No kidding! Larue sales should pick up now. :smile:


----------



## gatorbait (May 21, 2004)

I'm guessing April 15th will be a good bet. When working folks start writing those checks they are gonna need some cash from the gun/supplies they bought and didn't need at the time.


----------



## B-Money (May 2, 2005)

It would be wrong of me to plan to take advantage of others' mistakes. Yeah.... well I've been wrong before. I can live with it.


----------



## rundm (Dec 1, 2012)

I ordered a KAC sr-15 a couple of weeks ago and it will be here in a few more weeks. The whole thing cost me less than what people were asking for the upper by itself. A Larue from the company is gonna take 1-1.5yrs to get. You will have to buy from someone that already has one. Larue is shipping lowers out and then when the uppers are finished people will send their lowers back to him to get fitted. This way, if any bans come down, he has taken care of all the people that have ordered guns from him.


----------



## larrymac1 (Dec 8, 2011)

Was at the Sackett gun show on Sat and they had guns and ammo. Line was out the door and 1/2 across the parking lot. It took me 30 minutes to get in the door. Magazines of any kind are pretty scarce but available. No one selling reloading supplies this time. When I left about an hour later the line was just as long as when I came in. I was amazed. 15-20 guys in the parking lot selling high dollar magazines and AR's. One guy was selling 20 round AR mags for the same price as 30 round. 

Simce I was that far South I went to Cabelas. No powder on the shelf and no small pistol or rifle primers. Completely out of .224 bullets as well. I didn't even go back to the guns but I would guess the counter was 2-3 deep. 

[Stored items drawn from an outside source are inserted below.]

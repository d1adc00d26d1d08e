//! Customer/Transaction Feed
//!
//! Loads the two collections the viewer works on.
//!
//! ## Architecture
//!
//! - **DataSource**: trait for anything serving the collections
//! - **HttpSource**: HTTP GET client for the remote feed
//! - **load**: parallel fetch of both collections, then join
//! - **SharedDataset**: records the single startup load for request handlers

mod client;
mod error;
mod loader;
mod payload;

pub use client::{DataSource, HttpSource};
pub use error::LoadError;
pub use loader::{load, LoadState, LoadStatus, SharedDataset};
pub use payload::decode_collection;
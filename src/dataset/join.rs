//! Customer/transaction join
//!
//! Groups transactions under their owning customer with one pass over each
//! collection. Transaction order within a customer follows the feed.

use std::collections::HashMap;

use super::ident::CustomerId;
use super::types::{Customer, CustomerWithTransactions, Dataset, Transaction};

/// Join customers with their transactions
///
/// Every customer appears in the result, in feed order, even with no
/// transactions. Transactions whose `customer_id` matches no customer are
/// dropped and counted in [`Dataset::orphaned_transactions`].
pub fn join(customers: Vec<Customer>, transactions: Vec<Transaction>) -> Dataset {
    let mut by_customer: HashMap<CustomerId, Vec<Transaction>> =
        HashMap::with_capacity(customers.len());
    for customer in &customers {
        by_customer.entry(customer.id.clone()).or_default();
    }

    let mut orphaned = 0;
    for transaction in transactions {
        match by_customer.get_mut(&transaction.customer_id) {
            Some(bucket) => bucket.push(transaction),
            None => orphaned += 1,
        }
    }

    // Duplicate customer ids each get the full transaction list
    let joined = customers
        .into_iter()
        .map(|customer| {
            let transactions = by_customer.get(&customer.id).cloned().unwrap_or_default();
            CustomerWithTransactions {
                customer,
                transactions,
            }
        })
        .collect();

    Dataset::from_parts(joined, orphaned)
}

#[cfg(test)]
mod tests {
    use super::*;

    fn sample() -> Dataset {
        let customers = vec![
            Customer::new(1, "Ann"),
            Customer::new(2, "Bo"),
            Customer::new(3, "Cy"),
        ];
        let transactions = vec![
            Transaction::new(1, "2023-01-01", 10.0),
            Transaction::new("2", "2023-01-01", 20.0),
            Transaction::new(1, "2023-01-02", 30.0),
            Transaction::new(99, "2023-01-03", 40.0),
        ];
        join(customers, transactions)
    }

    #[test]
    fn test_join_correctness() {
        let dataset = sample();

        for customer in dataset.customers() {
            for tx in &customer.transactions {
                assert_eq!(&tx.customer_id, customer.id());
            }
        }

        let ann = dataset.find(&CustomerId::from(1)).unwrap();
        let amounts: Vec<f64> = ann.transactions.iter().map(|t| t.amount).collect();
        assert_eq!(amounts, vec![10.0, 30.0]);
    }

    #[test]
    fn test_customer_without_transactions_is_kept() {
        let dataset = sample();
        let cy = dataset.find(&CustomerId::from(3)).unwrap();
        assert!(cy.transactions.is_empty());
        assert_eq!(dataset.len(), 3);
    }

    #[test]
    fn test_orphan_transaction_is_dropped() {
        let dataset = sample();
        assert_eq!(dataset.orphaned_transactions(), 1);
        assert_eq!(dataset.transaction_count(), 3);
        assert!(dataset
            .customers()
            .iter()
            .all(|c| c.transactions.iter().all(|t| t.amount != 40.0)));
    }

    #[test]
    fn test_mixed_id_representations_match() {
        let customers = vec![Customer::new("7", "Di")];
        let transactions: Vec<Transaction> = serde_json::from_str(
            r#"[{"customer_id": 7, "date": "d1", "amount": 1},
                {"customer_id": "7", "date": "d2", "amount": 2}]"#,
        )
        .unwrap();

        let dataset = join(customers, transactions);
        assert_eq!(dataset.customers()[0].transactions.len(), 2);
        assert_eq!(dataset.orphaned_transactions(), 0);
    }

    #[test]
    fn test_large_ids_do_not_collide() {
        let customers: Vec<Customer> = serde_json::from_str(
            r#"[{"id": "12345678901234567890", "name": "A"},
                {"id": "12345678901234567891", "name": "B"},
                {"id": 9007199254740993, "name": "C"}]"#,
        )
        .unwrap();
        let transactions: Vec<Transaction> = serde_json::from_str(
            r#"[{"customer_id": "12345678901234567890", "date": "d1", "amount": 1},
                {"customer_id": "9007199254740993", "date": "d2", "amount": 2}]"#,
        )
        .unwrap();

        let dataset = join(customers, transactions);
        let counts: Vec<usize> = dataset
            .customers()
            .iter()
            .map(|c| c.transactions.len())
            .collect();
        assert_eq!(counts, vec![1, 0, 1]);
        assert_eq!(dataset.orphaned_transactions(), 0);
        assert_eq!(dataset.customers()[0].id().as_str(), "12345678901234567890");
    }

    #[test]
    fn test_customer_order_preserved() {
        let dataset = sample();
        let names: Vec<&str> = dataset.customers().iter().map(|c| c.name()).collect();
        assert_eq!(names, vec!["Ann", "Bo", "Cy"]);
    }

    #[test]
    fn test_empty_inputs() {
        let dataset = join(Vec::new(), Vec::new());
        assert!(dataset.is_empty());
        assert_eq!(dataset, Dataset::empty());
    }
}
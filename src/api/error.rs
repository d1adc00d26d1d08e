//! API Error Types
//!
//! Defines error types for the API layer and implements conversion
//! to HTTP responses with appropriate status codes.

use axum::{
    http::StatusCode,
    response::{IntoResponse, Response},
    Json,
};
use serde::Serialize;
use thiserror::Error;

use crate::chart::ChartError;
use crate::view::ViewError;

/// API error types
#[derive(Error, Debug)]
pub enum ApiError {
    /// Request validation failed
    #[error("Validation error: {0}")]
    Validation(String),

    /// Resource not found
    #[error("Not found: {0}")]
    NotFound(String),

    /// Dataset not loaded yet
    #[error("Service unavailable: {0}")]
    ServiceUnavailable(String),

    /// Internal server error
    #[error("Internal error: {0}")]
    Internal(String),

    /// IO error
    #[error("IO error: {0}")]
    Io(#[from] std::io::Error),
}

impl From<ChartError> for ApiError {
    fn from(err: ChartError) -> Self {
        ApiError::NotFound(err.to_string())
    }
}

impl From<ViewError> for ApiError {
    fn from(err: ViewError) -> Self {
        ApiError::NotFound(err.to_string())
    }
}

/// Error response body
#[derive(Serialize)]
pub struct ErrorResponse {
    pub error: ErrorBody,
    pub request_id: String,
}

/// Error details
#[derive(Serialize)]
pub struct ErrorBody {
    pub code: String,
    pub message: String,
}

impl IntoResponse for ApiError {
    fn into_response(self) -> Response {
        let (status, code) = match &self {
            ApiError::Validation(_) => (StatusCode::BAD_REQUEST, "VALIDATION_ERROR"),
            ApiError::NotFound(_) => (StatusCode::NOT_FOUND, "NOT_FOUND"),
            ApiError::ServiceUnavailable(_) => {
                (StatusCode::SERVICE_UNAVAILABLE, "SERVICE_UNAVAILABLE")
            }
            ApiError::Internal(_) => (StatusCode::INTERNAL_SERVER_ERROR, "INTERNAL_ERROR"),
            ApiError::Io(_) => (StatusCode::INTERNAL_SERVER_ERROR, "IO_ERROR"),
        };

        let request_id = uuid::Uuid::new_v4().to_string();

        if status.is_server_error() {
            tracing::error!(
                request_id = %request_id,
                error_code = %code,
                error_message = %self,
                "API error occurred"
            );
        } else {
            tracing::debug!(
                request_id = %request_id,
                error_code = %code,
                error_message = %self,
                "Request rejected"
            );
        }

        let body = ErrorResponse {
            error: ErrorBody {
                code: code.to_string(),
                message: self.to_string(),
            },
            request_id,
        };

        (status, Json(body)).into_response()
    }
}

/// Result type for API operations
pub type ApiResult<T> = Result<T, ApiError>;
//! Status Routes
//!
//! - GET /api/v1/status - Dataset load status and counts

use axum::{extract::State, Json};
use std::sync::Arc;

use crate::api::dto::StatusResponse;
use crate::api::state::AppState;

/// GET /api/v1/status
pub async fn load_status(State(state): State<Arc<AppState>>) -> Json<StatusResponse> {
    let load = state.dataset.snapshot().await;
    let dataset = load.dataset();

    Json(StatusResponse {
        status: load.status(),
        customers: dataset.len(),
        transactions: dataset.transaction_count(),
        orphaned_transactions: dataset.orphaned_transactions(),
        error: load.error().map(str::to_string),
    })
}
//! Collection payload decoding
//!
//! Each feed endpoint answers with either a bare JSON array of records, or
//! an object holding that array under the collection name:
//!
//! ```text
//! [{"id": 1, "name": "Ann"}]
//! {"customers": [{"id": 1, "name": "Ann"}]}
//! ```

use serde::de::DeserializeOwned;
use serde_json::Value;

use super::error::LoadError;

/// Decode a collection body, accepting both the bare and the wrapped shape
pub fn decode_collection<T: DeserializeOwned>(
    body: &[u8],
    collection: &'static str,
) -> Result<Vec<T>, LoadError> {
    let payload_error = |message: String| LoadError::Payload {
        collection,
        message,
    };

    let value: Value = serde_json::from_slice(body).map_err(|e| payload_error(e.to_string()))?;

    let items = match value {
        Value::Array(_) => value,
        Value::Object(mut map) => map.remove(collection).ok_or_else(|| {
            payload_error(format!("expected an array or a \"{}\" key", collection))
        })?,
        other => {
            return Err(payload_error(format!(
                "expected an array, found {}",
                kind_of(&other)
            )))
        }
    };

    if !items.is_array() {
        return Err(payload_error(format!(
            "\"{}\" must be an array, found {}",
            collection,
            kind_of(&items)
        )));
    }

    serde_json::from_value(items).map_err(|e| payload_error(e.to_string()))
}

fn kind_of(value: &Value) -> &'static str {
    match value {
        Value::Null => "null",
        Value::Bool(_) => "a boolean",
        Value::Number(_) => "a number",
        Value::String(_) => "a string",
        Value::Array(_) => "an array",
        Value::Object(_) => "an object",
    }
}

I hope it ends soon, I have about 300 .224 bullets left and 500 9mm I am going to start loading tonight. As long as people are willing to buy at those prices the gougers are going to continue to sell at that amount.


----------



## Bantam1 (Jun 26, 2007)

in '08-09 it slowed down because there was no mention of a outright ban. This time is different. They introduced a ban and people are scared it will happen. I personally do not think the current introduction will go as is, but I can see magazines getting banned and import bans taking place. Thankfully I stocked up well before any of this happened.


----------



## Lezz Go (Jun 27, 2006)

It's a nightmare for me getting reloading supplies from my main supplier. They said that they are 8000 lbs of powder behind in shipping. When I place an order, it's two weeks before they even put it on the truck to me.

I had a guy drive down from Arkansas to get my last 15K of Magtech sm pistol primers.


----------



## hookedonfishin (Jan 4, 2008)

*Lezz go*

I know its a guessing game on your part but when do you expect to recieve some primers and powder for those of us that have placed orders with you...thanks in advance


----------



## pelochas (Jun 15, 2005)

Walked into carters country 5pm today. Had 6-8 ar15s sitting there. Bushmaster $1200-$1300 and DPMS Panther Sportster $999

Not sure if thats is a fair "current market" price. Walmart had the dpms for $590 only a couple months ago. 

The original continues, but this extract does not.